In some states we have to select a date range to scrape, which currently leads to ad hoc code (as described by Tim here: https://github.com/openstates/enhancement-proposals/pull/28#issuecomment-898720989)

To bring some sense of standardization to this, we will standardize on the following parameters:

  • today (default: today's date, can be overridden for testing purposes)
  • days_before (default: 30)
  • days_after (default: 90)

All of which can be overridden on the command line. A scraper that supports this interface will call a utility function with these variables and obtain a start_date & end_date centered around the today value. The obtained start/end dates should then be used by the scraper to window its request to the source.

Helper Methods

The openstates.scrape.Event object will gain a couple of helper functions:

  • Event.add_bill which will add an agenda item with configurable placeholder text (if one does not exist already) and associate a bill with that item.
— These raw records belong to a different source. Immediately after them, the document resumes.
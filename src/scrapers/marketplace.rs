use async_trait::async_trait;
use tracing::{debug, error, info};

use crate::config::{MarketplaceConfig, SourceConfig};
use crate::error::{FailoverError, TransportError};
use crate::models::ListingRow;
use crate::parsers::{extract_html, ListingLayout};
use crate::scrapers::ListingScraper;
use crate::utils::http::{FetchRequest, Fetcher};

/// Search-result pages fetched through a forwarding service that renders
/// them in a headless browser.
pub struct MarketplaceScraper {
    source: SourceConfig,
    market: MarketplaceConfig,
    api_key: String,
}

impl MarketplaceScraper {
    pub fn new(source: SourceConfig, market: MarketplaceConfig, api_key: String) -> Self {
        Self {
            source,
            market,
            api_key,
        }
    }

    fn layout(&self) -> ListingLayout {
        ListingLayout {
            base_domain: self.market.base_domain.clone(),
            path_prefix: self.market.path_prefix.clone(),
        }
    }

    fn page_request(&self, page: u32) -> FetchRequest {
        let target = format!("{}?page={}", self.market.search_url, page);
        let mut request = FetchRequest::get(&self.market.forward_endpoint, self.source.timeout())
            .param("api_key", &self.api_key)
            .param("url", target);
        if self.market.render {
            request = request.param("render", "true");
        }
        request.headers = self.source.headers.clone();
        request
    }

    async fn scrape_page(&self, fetcher: &dyn Fetcher, page: u32) -> Result<Vec<ListingRow>, TransportError> {
        let request = self.page_request(page);
        let response = fetcher.fetch(&request).await?;
        info!(page, status = response.status, "Fetched {} page {}", self.source.name, page);

        if !response.is_ok() {
            return Err(TransportError::Status {
                status: response.status,
                url: format!("{}?page={}", self.market.search_url, page),
            });
        }

        let rows = extract_html(&response.body, &self.layout());
        info!("Found {} listing anchors on page {}.", rows.len(), page);
        for row in &rows {
            debug!(title = row.title(), "Listing");
        }
        Ok(rows)
    }
}

#[async_trait]
impl ListingScraper for MarketplaceScraper {
    async fn scrape(&self, fetcher: &dyn Fetcher) -> Result<Vec<ListingRow>, FailoverError> {
        let mut rows = Vec::new();
        let mut fetched = 0;
        let mut last_error = None;

        for page in 1..=self.market.pages {
            info!("Fetching {} page {} via forwarding service...", self.source.name, page);
            match self.scrape_page(fetcher, page).await {
                Ok(page_rows) => {
                    fetched += 1;
                    rows.extend(page_rows);
                }
                Err(e) => {
                    error!(page, "Skipping {} page {}: {}", self.source.name, page, e);
                    last_error = Some(e);
                }
            }
        }

        // a page that loaded but held no listings still counts as fetched
        match last_error {
            Some(last) if fetched == 0 => Err(FailoverError::AllPagesFailed {
                target: self.market.search_url.clone(),
                pages: self.market.pages,
                last,
            }),
            _ => Ok(rows),
        }
    }

    fn source(&self) -> &SourceConfig {
        &self.source
    }
}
This will serve as a workaround to associate bills with events that do not have an appropriate agenda item already.
  • Event.add_media_link will gain a classification parameter to classify the type of media being added. Options will include: 'video', 'audio', 'hosted video', 'hosted audio', 'youtube'.

Rationale

This is valuable data, and with renewed development resources, it has again become feasible to support maintaining it.

Drawbacks

The main drawback here is just in terms of resource allocation, supporting this across states will be significant work. There are no backwards compatibility concerns to address.

Implementation Plan

Tim has already been maintaining the events scrapers within the openstates-scrapers repository. Now they will be maintained by other members of the team as well.

The additional work to support the import of events & access via the API will be done by James or others under his supervision.

This document has been placed in the public domain per the Creative Commons CC0 1.0 Universal license.